La géo-ingénierie pour freiner le réchauffement climatique?

Alors que le réchauffement du climat semble s'accélérer et que de nombreux pays tardent à adopter les mesures nécessaires pour réduire leurs émissions de gaz à effet de serre (GES), des scientifiques ont imaginé des technologies étonnantes dans le but de renverser la vapeur. Injecter de l'eau de mer dans les nuages, introduire de la pollution dans la stratosphère, envoyer d'immenses miroirs dans l'espace, fertiliser les océans, ces stratégies inquiètent la plupart des spécialistes du climat, qui craignent les conséquences imprévues et néfastes qu'elles pourraient engendrer.
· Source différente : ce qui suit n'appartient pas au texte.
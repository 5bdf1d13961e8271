//! Knowledge graph: concepts, the learner overlay, recommendations, paths and layout.

use axum::{extract::State, Json};
use serde::{Deserialize, Serialize};
use serde_json::{json, Value};

use perspectra_common::{ApiError, Concept, ConceptGraphView, StudentConceptNode};
use perspectra_kg::{
    overlay::student_nodes,
    path::shortest_path,
    recommend::{recommend, DEFAULT_LIMIT},
    Camera, GraphLayout, Recommendation,
};

use crate::auth::AuthUser;
use crate::extract::ApiQuery;
use crate::handlers::load_profile;
use crate::state::SharedState;

#[derive(Debug, Serialize, Deserialize)]
pub struct RecommendResponse {
    pub recommendations: Vec<Recommendation>,
}

#[derive(Debug, Deserialize)]
pub struct PathQuery {
    pub from_concept: String,
    pub to_concept: String,
}

#[derive(Debug, Default, Deserialize)]
pub struct LayoutQuery {
    /// Viewport size; when both are given the response carries a centred camera.
    pub width: Option<f64>,
    pub height: Option<f64>,
    /// Highlight nodes whose name contains this text.
    pub q: Option<String>,
}

#[derive(Debug, Serialize)]
pub struct LayoutResponse {
    #[serde(flatten)]
    pub layout: GraphLayout,
    #[serde(skip_serializing_if = "Option::is_none")]
    pub camera: Option<Camera>,
    pub matches: Vec<String>,
}

/// GET /graph/concepts
pub async fn concepts(State(state): State<SharedState>) -> Json<ConceptGraphView<Concept>> {
    Json(ConceptGraphView {
        nodes: state.graph.concepts().to_vec(),
        edges: state.graph.edges().to_vec(),
    })
}

/// GET /graph/student
pub async fn student(
    State(state): State<SharedState>,
    auth: AuthUser,
) -> Result<Json<ConceptGraphView<StudentConceptNode>>, ApiError> {
    let profile = load_profile(&state, auth.user_id).await?;
    Ok(Json(ConceptGraphView {
        nodes: student_nodes(&state.graph, &profile),
        edges: state.graph.edges().to_vec(),
    }))
}

/// GET /graph/recommend
pub async fn recommendations(
    State(state): State<SharedState>,
    auth: AuthUser,
) -> Result<Json<RecommendResponse>, ApiError> {
    let profile = load_profile(&state, auth.user_id).await?;
    Ok(Json(RecommendResponse {
        recommendations: recommend(&state.graph, &profile, DEFAULT_LIMIT),
    }))
}

/// GET /graph/path
pub async fn path(
    State(state): State<SharedState>,
    ApiQuery(query): ApiQuery<PathQuery>,
) -> Result<Json<Value>, ApiError> {
    match shortest_path(&state.graph, &query.from_concept, &query.to_concept) {
        Some(found) => Ok(Json(json!(found))),
        None => Ok(Json(json!({
            "path": [],
            "message": format!(
                "No dependency path between '{}' and '{}'",
                query.from_concept, query.to_concept
            ),
        }))),
    }
}

/// GET /graph/layout
pub async fn layout(
    State(state): State<SharedState>,
    auth: AuthUser,
    ApiQuery(query): ApiQuery<LayoutQuery>,
) -> Result<Json<LayoutResponse>, ApiError> {
    let profile = load_profile(&state, auth.user_id).await?;
    let layout = GraphLayout::build(student_nodes(&state.graph, &profile), state.graph.edges());

    let camera = match (query.width, query.height) {
        (Some(w), Some(h)) if w > 0.0 && h > 0.0 => Some(Camera::centered(w, h)),
        _ => None,
    };
    let matches = query
        .q
        .as_deref()
        .map(|q| layout.search(q).into_iter().map(str::to_string).collect())
        .unwrap_or_default();

    Ok(Json(LayoutResponse { layout, camera, matches }))
}
use perspectra_common::ApiError;
use perspectra_llm::LlmError;
use thiserror::Error;

#[derive(Debug, Error)]
pub enum AgentError {
    #[error("LLM call failed: {0}")]
    Llm(#[from] LlmError),

    #[error("Model returned an unexpected shape: {0}")]
    Shape(#[from] serde_json::Error),

    #[error("Prompt '{0}' is not defined")]
    UnknownPrompt(String),

    #[error("Failed to read prompt {path}: {source}")]
    PromptIo {
        path: String,
        #[source]
        source: std::io::Error,
    },
}

impl From<AgentError> for ApiError {
    fn from(err: AgentError) -> Self {
        match err {
            AgentError::Llm(_) | AgentError::Shape(_) => {
                ApiError::Upstream(format!("LLM inference failed: {err}"))
            }
            other => ApiError::Internal(other.to_string()),
        }
    }
}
Pourtant, la Société royale, communément appelée l'Académie nationale des sciences du Royaume-Uni, lançait un pavé dans la mare cette semaine en publiant un rapport dans lequel elle affirme que les technologies dites de «géo-ingénierie» sont «techniquement réalisables», et qu'elles «pourraient réduire substantiellement les coûts et les catastrophes susceptibles de découler des changements climatiques». Les auteurs du rapport présentent toutefois la géo-ingénierie comme une option additionnelle qui ne doit en aucun cas remplacer ou nous faire oublier les politiques visant à réduire nos émissions de gaz à effet de serre. Ils recommandent le financement de plus amples recherches sur cette approche pour le moins audacieuse.C'est en 1992 que les premières technologies de «géo-ingénierie» ont été proposées. Discuter de ces technologies farfelues est toutefois demeuré tabou jusqu'à ce que Paul Crutzen, grand spécialiste de la couche d'ozone et récipiendaire en 1995 du prix Nobel de chimie, publie en 2006 un article dans lequel il proposait d'injecter des aérosols à base de sulfates — que l'on aurait extrait de l'atmosphère polluée des villes — dans la stratosphère, la couche la plus élevée de l'atmosphère. Ces aérosols, qui auraient réfléchi les rayons du soleil vers l'espace, étaient censés rafraîchir le climat.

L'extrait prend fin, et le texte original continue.